Data supplied section start

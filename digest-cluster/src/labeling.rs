// ---------------------------------------------------------------------------
// Representative selection and topic labeling
// ---------------------------------------------------------------------------
//
// Labeling is best effort. Every failure path ends in the canonical topic,
// so a missing or broken LLM never blocks persistence.
// ---------------------------------------------------------------------------

use std::cmp::Ordering;

use crate::config::ClusteringConfig;
use crate::ports::LlmClient;
use crate::text::{collapse_whitespace, truncate_chars};
use crate::types::Item;

/// Summaries shorter than this (in chars) get link context before labeling.
pub const SHORT_SUMMARY_CHARS: usize = 100;

/// Most members sent to the labeler per cluster.
pub const MAX_LABEL_ITEMS: usize = 15;

/// Longest label kept, in chars.
const MAX_LABEL_CHARS: usize = 120;

const QUOTES: &[char] = &['"', '\'', '`', '«', '»', '“', '”', '„', '‘', '’'];

// ---------------------------------------------------------------------------
// Representative
// ---------------------------------------------------------------------------

fn rank(a: &Item, b: &Item) -> Ordering {
	b.importance_score
		.total_cmp(&a.importance_score)
		.then_with(|| b.summary.chars().count().cmp(&a.summary.chars().count()))
}

/// Member indices ordered by importance, then longer summary first. Full
/// ties keep their cluster order. The first entry is the representative.
pub fn order_members(items: &[Item], members: &[usize]) -> Vec<usize> {
	let mut ordered = members.to_vec();
	ordered.sort_by(|&a, &b| rank(&items[a], &items[b]));
	ordered
}

pub fn select_representative(items: &[Item], members: &[usize]) -> Option<usize> {
	members
		.iter()
		.copied()
		.reduce(|best, idx| {
			if rank(&items[idx], &items[best]) == Ordering::Less {
				idx
			} else {
				best
			}
		})
}

// ---------------------------------------------------------------------------
// Label cleanup
// ---------------------------------------------------------------------------

/// Strip surrounding whitespace and quotes; `None` when nothing is left.
pub fn clean_label(raw: &str) -> Option<String> {
	let trimmed = raw.trim().trim_matches(|c: char| c.is_whitespace() || QUOTES.contains(&c));
	let first_line = trimmed.lines().next().unwrap_or_default();
	let label = collapse_whitespace(first_line);
	if label.is_empty() {
		None
	} else {
		Some(truncate_chars(&label, MAX_LABEL_CHARS).trim_end().to_string())
	}
}

// ---------------------------------------------------------------------------
// Enrichment
// ---------------------------------------------------------------------------

/// Append the first link with a title or description to summaries that are
/// too short to label from. Lookup failures leave the summary untouched.
pub async fn enrich_summaries(llm: &dyn LlmClient, items: &mut [Item]) {
	for item in items.iter_mut() {
		if item.summary.chars().count() >= SHORT_SUMMARY_CHARS {
			continue;
		}
		let Some(raw_id) = item.raw_message_id.as_deref().filter(|id| !id.is_empty()) else {
			continue;
		};

		let links = match llm.get_links_for_message(raw_id).await {
			Ok(links) => links,
			Err(e) => {
				tracing::debug!(item_id = %item.id, error = %e, "Link lookup failed");
				continue;
			}
		};

		let context = links.iter().find_map(|link| {
			let title = link.title.trim();
			let description = link.description.trim();
			match (title.is_empty(), description.is_empty()) {
				(true, true) => None,
				(false, true) => Some(title.to_string()),
				(true, false) => Some(description.to_string()),
				(false, false) => Some(format!("{}. {}", title, description)),
			}
		});
		if let Some(context) = context {
			item.summary = if item.summary.trim().is_empty() {
				context
			} else {
				format!("{}\n{}", item.summary.trim_end(), context)
			};
		}
	}
}

// ---------------------------------------------------------------------------
// Labeling
// ---------------------------------------------------------------------------

#[derive(Debug, Clone, PartialEq, Eq)]
pub struct LabelOutcome {
	pub topic: String,
	/// False when the canonical topic was kept.
	pub generated: bool,
}

impl LabelOutcome {
	pub fn fallback(canonical: &str) -> Self {
		Self {
			topic: canonical.to_string(),
			generated: false,
		}
	}
}

/// Topic for a cluster whose `members` are already in representative order.
///
/// Single-member clusters and runs without an LLM keep `canonical`; so do
/// labeler errors and empty answers.
pub async fn label_cluster(
	llm: Option<&dyn LlmClient>,
	members: &[Item],
	canonical: &str,
	cfg: &ClusteringConfig,
) -> LabelOutcome {
	let Some(llm) = llm else {
		return LabelOutcome::fallback(canonical);
	};
	if members.len() <= 1 {
		return LabelOutcome::fallback(canonical);
	}

	let mut batch: Vec<Item> = members.iter().take(MAX_LABEL_ITEMS).cloned().collect();
	enrich_summaries(llm, &mut batch).await;

	match llm
		.generate_cluster_topic(&batch, &cfg.topic_language, &cfg.topic_model)
		.await
	{
		Ok(raw) => match clean_label(&raw) {
			Some(topic) => LabelOutcome {
				topic,
				generated: true,
			},
			None => {
				tracing::warn!(canonical, "Labeler returned an empty topic, keeping canonical");
				LabelOutcome::fallback(canonical)
			}
		},
		Err(e) => {
			tracing::warn!(canonical, error = %e, "Topic generation failed, keeping canonical");
			LabelOutcome::fallback(canonical)
		}
	}
}

// ---------------------------------------------------------------------------
// Tests
// ---------------------------------------------------------------------------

Data supplied section end

_Required work:_
The lines to return are those holding the string "usize" anywhere in the listing above.

_Written solution:_
pub const SHORT_SUMMARY_CHARS: usize = 100;
pub const MAX_LABEL_ITEMS: usize = 15;
const MAX_LABEL_CHARS: usize = 120;
pub fn order_members(items: &[Item], members: &[usize]) -> Vec<usize> {
pub fn select_representative(items: &[Item], members: &[usize]) -> Option<usize> {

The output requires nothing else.